Your house was/is beautiful and I'm sure you've done tremendously great things to your current house. But we still miss you!

Amy said...

Oh, Texas houses. So big. So cheap.

Michelle Glauser said...

You should see my aunt's house. She wasn't afraid to use color, either. I'd like to see some pictures of your current house. I think it's so cute.

Alicia said...

It's fun because I totally remember your house and painting your room with you and then you ended up painting it a slightly different color in the end - I remember being so impressed that you would repaint it after working so hard already!

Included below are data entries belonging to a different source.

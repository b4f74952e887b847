use anyhow::{Context, Result};
use serde::{Deserialize, Serialize};
use std::fs;
use std::path::{Path, PathBuf};

// Persistent CLI settings, stored next to the user's other config files
#[derive(Debug, Clone, Default, PartialEq, Serialize, Deserialize)]
#[serde(default)]
pub struct Settings {
    pub api_key: Option<String>,
    pub proxy_url: Option<String>,
    pub api_base: Option<String>,
}

impl Settings {
    // Loads the settings file, or defaults if there is none
    pub fn load() -> Result<Self> {
        match settings_path() {
            Some(path) => Self::load_from(&path),
            None => Ok(Settings::default()),
        }
    }

    pub fn load_from(path: &Path) -> Result<Self> {
        if !path.exists() {
            return Ok(Settings::default());
        }

        let contents = fs::read_to_string(path)
            .with_context(|| format!("Failed to read settings file {}", path.display()))?;

        if contents.trim().is_empty() {
            return Ok(Settings::default());
        }

        serde_json::from_str(&contents)
            .with_context(|| format!("Failed to parse settings file {}", path.display()))
    }
}

// <config_dir>/eightstream/config.json
fn settings_path() -> Option<PathBuf> {
    let mut path = dirs::config_dir()?;
    path.push("eightstream");
    path.push("config.json");
    Some(path)
}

I totally understand that feeling of attachment to a place. I felt the same way with the Northeast - it's where I became a mother, raised my two kids, 'grew up' together in my marriage with Christopher. It was so hard to leave. Now that I am a homeowner, I totally understand that attachment to an actual home. I think knowing that they kept all the things you did probably also felt like validation and an acceptance of you personally as well, since your soul is kind of painted on those walls - and they didn't see fit to cover it up.

Anyway, so fun to hear your thoughts. I've always loved how bold you are with color! Sometimes when I'm putting on my makeup I'll think of how one time you said something about how I didn't always make the best use of color - or that I could do more (you said it nicely, it's coming out wrong in typed form, it didn't hurt my feelings or anything), anyway, I'll think to myself, "That's it, I'm putting on purple eye shadow!" =)

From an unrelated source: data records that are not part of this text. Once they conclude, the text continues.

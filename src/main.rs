use anyhow::{Context, Result, anyhow};
use clap::{ArgAction, Parser};
use tracing_subscriber::EnvFilter;

use eightstream::config::proxy_from_env;
use eightstream::{Config, EightStream, MediaType, StreamResult};

mod player;
mod settings;
mod ui;

use player::Player;
use settings::Settings;
use ui::{select_stream, spinner, stream_label};

#[derive(Parser, Debug)]
#[command(name = "eightstream", version, about = "Find playable streams for a TMDB movie or episode")]
struct Cli {
    /// TMDB id of the movie or show
    tmdb_id: String,

    /// Treat the id as a TV show
    #[arg(long, requires = "season", requires = "episode")]
    tv: bool,

    /// Season number (TV only)
    #[arg(short, long)]
    season: Option<u32>,

    /// Episode number (TV only)
    #[arg(short, long)]
    episode: Option<u32>,

    /// TMDB API key
    #[arg(long, env = "TMDB_API_KEY", hide_env_values = true)]
    api_key: Option<String>,

    /// Forward proxy base URL; target URLs are appended percent-encoded
    #[arg(long)]
    proxy: Option<String>,

    /// Override the provider site root
    #[arg(long)]
    api_base: Option<String>,

    /// Print results as JSON
    #[arg(long)]
    json: bool,

    /// Pick a stream and play it
    #[arg(short, long)]
    play: bool,

    /// Use VLC instead of mpv
    #[arg(long, requires = "play")]
    vlc: bool,

    /// More logging (-v debug, -vv trace)
    #[arg(short, long, action = ArgAction::Count)]
    verbose: u8,
}

impl Cli {
    fn media_type(&self) -> MediaType {
        if self.tv { MediaType::Tv } else { MediaType::Movie }
    }

    fn title(&self) -> String {
        match (self.season, self.episode) {
            (Some(s), Some(e)) if self.tv => format!("TMDB {} S{:02}E{:02}", self.tmdb_id, s, e),
            _ => format!("TMDB {}", self.tmdb_id),
        }
    }

    // Flag, then environment, then settings file
    fn config(&self, settings: &Settings) -> Config {
        let mut config = Config::default().with_proxy(
            self.proxy
                .clone()
                .or_else(proxy_from_env)
                .or_else(|| settings.proxy_url.clone()),
        );
        if let Some(api_base) = self.api_base.clone().or_else(|| settings.api_base.clone()) {
            config = config.with_api_base(api_base);
        }
        config
    }
}

fn init_logging(verbose: u8) {
    let default_level = match verbose {
        0 => "warn",
        1 => "debug",
        _ => "trace",
    };
    let filter = EnvFilter::try_from_default_env().unwrap_or_else(|_| EnvFilter::new(default_level));
    tracing_subscriber::fmt()
        .with_env_filter(filter)
        .with_writer(std::io::stderr)
        .init();
}

#[tokio::main]
async fn main() -> Result<()> {
    let cli = Cli::parse();
    init_logging(cli.verbose);

    let settings = Settings::load()?;
    let api_key = cli.api_key.clone().or_else(|| settings.api_key.clone());
    let provider = EightStream::new(cli.config(&settings)).context("Failed to build HTTP client")?;

    let progress = spinner(&format!("Resolving streams for {}", cli.title()));
    let streams = provider
        .get_streams(
            &cli.tmdb_id,
            cli.media_type(),
            cli.season,
            cli.episode,
            api_key.as_deref(),
        )
        .await;
    progress.finish_and_clear();

    if streams.is_empty() {
        return Err(anyhow!("No streams found for {}", cli.title()));
    }

    if cli.json {
        println!("{}", serde_json::to_string_pretty(&streams)?);
    } else {
        for stream in &streams {
            println!("{}", stream_label(stream));
        }
    }

    if cli.play {
        let stream = choose_stream(&streams)?;
        let preferred = if cli.vlc { Player::Vlc } else { Player::Mpv };
        player::play(&stream.url, &cli.title(), preferred)?;
    }

    Ok(())
}

fn choose_stream(streams: &[StreamResult]) -> Result<&StreamResult> {
    if streams.len() == 1 {
        return Ok(&streams[0]);
    }
    let idx = select_stream(streams, "Select stream:")?;
    Ok(&streams[idx])
}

Oh, and I know how you feel about crying - it totally annoys me when I cry - and to this day one of the most annoying crying episodes I've ever had was at 4am with you at that Bollywood thing! I was such a baby!! Christopher still teases me about that...I think I was so overwhelmed with a million things and the lack of sleep just made it all come out...I guess there's no one else I'd rather be so embarrassed in front of (other than Christopher, or a sister)! =)

Ok, marathon comment ending now!

Alicia said...

p.s...I should clarify. When I'm pregnant I cry all the time, so I get annoyed when I cry, but when I'm not pregnant I rarely cry, so it sometimes annoys me that I don't cry (like when I say goodbye to family and I know I won't see them for awhile and they're crying...etc...). Anyway, so that should make more sense with my comment. =)

joolee said...

i think that's sweet of you afton. of course you're attached!! moving out of this house will be hard for us - we've been in it 7 yrs. this December! SO many memories, we've had THREE kids here, we've made it exactly the way we want it (with more changes to come soon, hehe!). so i know what you mean.

when i started my 2nd yr. at BYU, my freshman roommate and i wanted to go back to our dorm room just to see what it looked like - the two girls living there actually were so nice and let us in. it was so sad to see it completely different with no trace of us at all. but what were we expecting?? it was such a weird experience, thinking that time and life moves on, and we do too. but that is so wonderful that much of your house is the same! that would make me happy too. :)

Afton said...

I love that you all understand :). Loni, I want to make sure I said this earlier, I always told people we missed the wonderful people and our friends, but not the heat. That definitely meant you! Alicia, thanks for painting and decorating when you were sick and pregnant, that was so fun to get to have you for a few days. I appreciate your validating comments too, you have a way with words! You're right, it did sort of feel like I painted my soul on those walls in a way. And I love that we had that Bollywood night together :). Michelle, you should have seen my house before we painted the kitchen and family room to tone it down for the sale--lime green and bright torqouise. Sounds like I'd be friends with your aunt. Julie, I'm glad I'm not the only one that had the same hopes and would have had the same disappointment if it had all been removed. I've thought when I've lived in different places-esp dorm rooms, about how many memories were made in the same rooms and I know nothing about them, but they're probably treasured times. Makes me really want to make good use of our time in each place so we have wonderful memories to look back on.